Some of the slow-walking by agencies is understandable. They recognize that -- despite outward appearances -- the federal enterprise is not monolithic. Different agencies have different needs, and they’re not eager to embrace what they see as a homogenized, one-size-fits-all policy.

That attitude gives fits to anyone up the policy food chain striving to wring order out of chaos. But to be fair to reluctant agencies, each new administration believes it’s smarter and better than the last and comes up with its own twist on how to define and measure data center optimization success -- which makes agencies even more cautious and ambivalent.

That said, agencies that take a Charlton Heston-like stance -- “We’ll give you our servers when you pry them from our cold, dead hands!” -- need to wake up and smell the cyber coffee. The threat environment has evolved so much in the years since OMB first uttered the word “consolidation” that legacy systems are increasingly sitting ducks for a new generation of malicious hackers. This is no time to cling to outmoded systems.

A wake-up call is also needed, however, for agencies that view the cloud as their data-storage promised land. The cloud can quickly become a jungle for any enterprise that needs to store sensitive data, because it is only as safe as the data centers and other infrastructure securing it. Just remember the 2018 WikiLeaks release of Amazon AWS’ data center locations as a recent example. That breach blew a number of secret government programs, because certain agencies had highly sensitive data stored in some of those cloud servers.

Instead of quibbling over metrics and moving the goalposts, federal agencies must embrace a hybrid colocation-and-cloud data management strategy. Some agencies with legacy systems can’t get into the cloud; they need a hybrid solution, which also requires taking a facility-first approach to data center security. And agencies with cloud-eligible systems should contract only with data center companies that are committed to truly protecting their identity, their data and their employees.

Moreover, everyone has been focusing on a secondary problem -- consolidation -- when the main focus should be modernization.

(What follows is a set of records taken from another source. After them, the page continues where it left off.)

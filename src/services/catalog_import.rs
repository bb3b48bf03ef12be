//! Catalog import from the TMDB metadata dump
//!
//! Reads `movies_metadata.csv` (one row per movie, genres as a Python-style
//! list of dicts) plus an optional credits JSON keyed by TMDB id, and turns
//! them into `NewMovie` rows. Rows without a title, with an unparseable release
//! date, or with a missing, non-positive or repeated TMDB id are skipped.

use std::collections::{HashMap, HashSet};
use std::io::Read;

use chrono::{Datelike, NaiveDate};
use serde::Deserialize;

use crate::{db::Store, error::AppResult, models::NewMovie};

const IMDB_TITLE_URL: &str = "https://www.imdb.com/title";

/// Cast and director of one movie
#[derive(Debug, Clone, Default, Deserialize)]
pub struct Credit {
    #[serde(default)]
    pub actors: String,
    #[serde(default)]
    pub director: String,
}

/// Columns read from the metadata CSV; the others are ignored
#[derive(Debug, Deserialize)]
struct MetadataRow {
    #[serde(default)]
    id: String,
    #[serde(default)]
    title: String,
    #[serde(default)]
    release_date: String,
    #[serde(default)]
    genres: String,
    #[serde(default)]
    overview: String,
    #[serde(default)]
    poster_path: String,
    #[serde(default)]
    imdb_id: String,
}

/// Parsed catalog ready for insertion
#[derive(Debug, Default)]
pub struct ParsedCatalog {
    pub movies: Vec<NewMovie>,
    pub skipped: usize,
}

/// Loads the credits map, `{"<tmdb id>": {"actors": "...", "director": "..."}}`
pub fn load_credits<R: Read>(reader: R) -> anyhow::Result<HashMap<i64, Credit>> {
    let credits: HashMap<i64, Credit> = serde_json::from_reader(reader)?;
    Ok(credits)
}

/// Parses the metadata CSV into deduplicated catalog rows
pub fn read_catalog<R: Read>(
    reader: R,
    credits: &HashMap<i64, Credit>,
    image_base_url: &str,
) -> anyhow::Result<ParsedCatalog> {
    let mut csv = csv::ReaderBuilder::new().flexible(true).from_reader(reader);

    let headers = csv.headers()?;
    anyhow::ensure!(
        headers.iter().any(|h| h == "id") && headers.iter().any(|h| h == "title"),
        "movies CSV needs `id` and `title` columns"
    );

    let mut catalog = ParsedCatalog::default();
    let mut seen = HashSet::new();

    for (line, row) in csv.deserialize::<MetadataRow>().enumerate() {
        let row = match row {
            Ok(row) => row,
            Err(e) => {
                tracing::debug!(line = line + 2, error = %e, "Skipping malformed CSV row");
                catalog.skipped += 1;
                continue;
            }
        };

        match to_new_movie(row, credits, image_base_url) {
            Some((tmdb_id, movie)) if seen.insert(tmdb_id) => catalog.movies.push(movie),
            _ => catalog.skipped += 1,
        }
    }

    Ok(catalog)
}

/// Inserts the catalog in chunks, returning how many rows were new
pub async fn import_movies(
    store: &dyn Store,
    movies: &[NewMovie],
    chunk_size: usize,
) -> AppResult<u64> {
    let mut inserted = 0;

    for (index, chunk) in movies.chunks(chunk_size.max(1)).enumerate() {
        inserted += store.insert_movies(chunk).await?;
        tracing::debug!(chunk = index + 1, inserted, "Movie chunk stored");
    }

    tracing::info!(
        inserted,
        already_present = movies.len() as u64 - inserted,
        "Catalog import finished"
    );
    Ok(inserted)
}

fn to_new_movie(
    row: MetadataRow,
    credits: &HashMap<i64, Credit>,
    image_base_url: &str,
) -> Option<(i64, NewMovie)> {
    let title = row.title.trim();
    if title.is_empty() {
        return None;
    }

    let year = match row.release_date.trim() {
        "" => None,
        date => Some(NaiveDate::parse_from_str(date, "%Y-%m-%d").ok()?.year()),
    };

    let tmdb_id = row.id.trim().parse::<i64>().ok().filter(|id| *id > 0)?;

    let genres = genre_names(&row.genres).join(", ");
    let credit = credits.get(&tmdb_id).cloned().unwrap_or_default();

    let movie = NewMovie {
        tmdb_id: Some(tmdb_id),
        title: title.to_string(),
        year,
        genres: non_empty(genres),
        actors: non_empty(credit.actors),
        director: non_empty(credit.director),
        poster_url: non_empty(row.poster_path)
            .map(|path| format!("{}{}", image_base_url.trim_end_matches('/'), path)),
        imdb_url: non_empty(row.imdb_id).map(|id| format!("{}/{}/", IMDB_TITLE_URL, id)),
        description: non_empty(row.overview),
    };

    Some((tmdb_id, movie))
}

/// Extracts the `name` values of a list like `[{'id': 18, 'name': 'Drama'}]`
pub fn genre_names(raw: &str) -> Vec<String> {
    const NAME_KEYS: [&str; 2] = ["'name':", "\"name\":"];

    let mut names = Vec::new();
    let mut rest = raw;

    while let Some((at, key)) = NAME_KEYS
        .iter()
        .filter_map(|key| rest.find(key).map(|at| (at, key)))
        .min_by_key(|(at, _)| *at)
    {
        let value = rest[at + key.len()..].trim_start();
        let Some(quote) = value.chars().next().filter(|c| *c == '\'' || *c == '"') else {
            rest = value;
            continue;
        };

        let value = &value[1..];
        let Some(end) = value.find(quote) else {
            break;
        };
        names.push(value[..end].to_string());
        rest = &value[end + 1..];
    }

    names
}

fn non_empty(value: String) -> Option<String> {
    let trimmed = value.trim();
    if trimmed.is_empty() {
        None
    } else {
        Some(trimmed.to_string())
    }
}

#[cfg(test)]
mod tests {
    use super::*;
    use crate::db::MemoryStore;

    const BASE: &str = "https://image.tmdb.org/t/p/w500";

    const CSV: &str = "\
adult,genres,id,imdb_id,overview,poster_path,release_date,title
False,\"[{'id': 80, 'name': 'Crime'}, {'id': 18, 'name': 'Drama'}]\",949,tt0113277,A heist goes wrong.,/heat.jpg,1995-12-15,Heat
False,[],949,tt0113277,Duplicate row,,1995-12-15,Heat
False,[],0,,Bad id,,1990-01-01,Zero
False,[],abc,,Bad id,,1990-01-01,Letters
False,[],77,,No title,,1990-01-01,
False,[],78,,Bad date,,1,Broken
False,\"[{'id': 35, 'name': \"\"Children's\"\"}]\",11524,,,,,Thief
";

    fn credits() -> HashMap<i64, Credit> {
        load_credits(
            r#"{"949": {"actors": "Al Pacino, Robert De Niro", "director": "Michael Mann"}}"#
                .as_bytes(),
        )
        .unwrap()
    }

    #[test]
    fn test_genre_names() {
        assert_eq!(
            genre_names("[{'id': 80, 'name': 'Crime'}, {'id': 18, 'name': 'Drama'}]"),
            vec!["Crime", "Drama"]
        );
        assert_eq!(
            genre_names(r#"[{"id": 10751, "name": "Family"}]"#),
            vec!["Family"]
        );
        assert!(genre_names("[]").is_empty());
        assert!(genre_names("").is_empty());
        assert!(genre_names("{'name': 12}").is_empty());
    }

    #[test]
    fn test_read_catalog_filters_and_maps_rows() {
        let catalog = read_catalog(CSV.as_bytes(), &credits(), BASE).unwrap();

        let titles: Vec<_> = catalog.movies.iter().map(|m| m.title.as_str()).collect();
        assert_eq!(titles, vec!["Heat", "Thief"]);
        assert_eq!(catalog.skipped, 5);

        let heat = &catalog.movies[0];
        assert_eq!(heat.tmdb_id, Some(949));
        assert_eq!(heat.year, Some(1995));
        assert_eq!(heat.genres.as_deref(), Some("Crime, Drama"));
        assert_eq!(heat.director.as_deref(), Some("Michael Mann"));
        assert_eq!(
            heat.poster_url.as_deref(),
            Some("https://image.tmdb.org/t/p/w500/heat.jpg")
        );
        assert_eq!(
            heat.imdb_url.as_deref(),
            Some("https://www.imdb.com/title/tt0113277/")
        );

        let thief = &catalog.movies[1];
        assert_eq!(thief.year, None);
        assert_eq!(thief.genres.as_deref(), Some("Children's"));
        assert!(thief.actors.is_none());
        assert!(thief.poster_url.is_none());
        assert!(thief.description.is_none());
    }

    #[test]
    fn test_csv_without_required_columns_is_rejected() {
        let result = read_catalog("name,year\nHeat,1995\n".as_bytes(), &HashMap::new(), BASE);
        assert!(result.is_err());
    }

    #[tokio::test]
    async fn test_import_is_repeatable() {
        let store = MemoryStore::new();
        let catalog = read_catalog(CSV.as_bytes(), &credits(), BASE).unwrap();

        assert_eq!(import_movies(&store, &catalog.movies, 1).await.unwrap(), 2);
        assert_eq!(import_movies(&store, &catalog.movies, 500).await.unwrap(), 0);

        let (movies, total) = store.list_movies(Some("mann"), 10, 0).await.unwrap();
        assert_eq!(total, 1);
        assert_eq!(movies[0].title, "Heat");
    }
}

You can’t consolidate what hasn’t been modernized.

The clock is ticking. Not the clock at OMB or even in Congress. Rather, the technology-advancement clock that sets the pace for what’s possible. Hackers are always at the cutting edge of that clock. Alarmingly, most federal entities are at its trailing edge.

The American people by and large don’t know that their federal government has been falling dangerously behind technologically and that agencies have been dragging their feet and arguing about metrics for the past decade. Whether or not they expect better anymore, they certainly deserve better.

Proven solutions are out there. The government must get out of its own way and use smart public-private partnerships to help agencies stay on mission while modernizing their data storage. It’s not a moon shot or a trip to Mars, but rather an effective federal data center strategy that requires the right stuff: leadership, humility and a clear-eyed understanding of the risks involved in failing to implement secure solutions.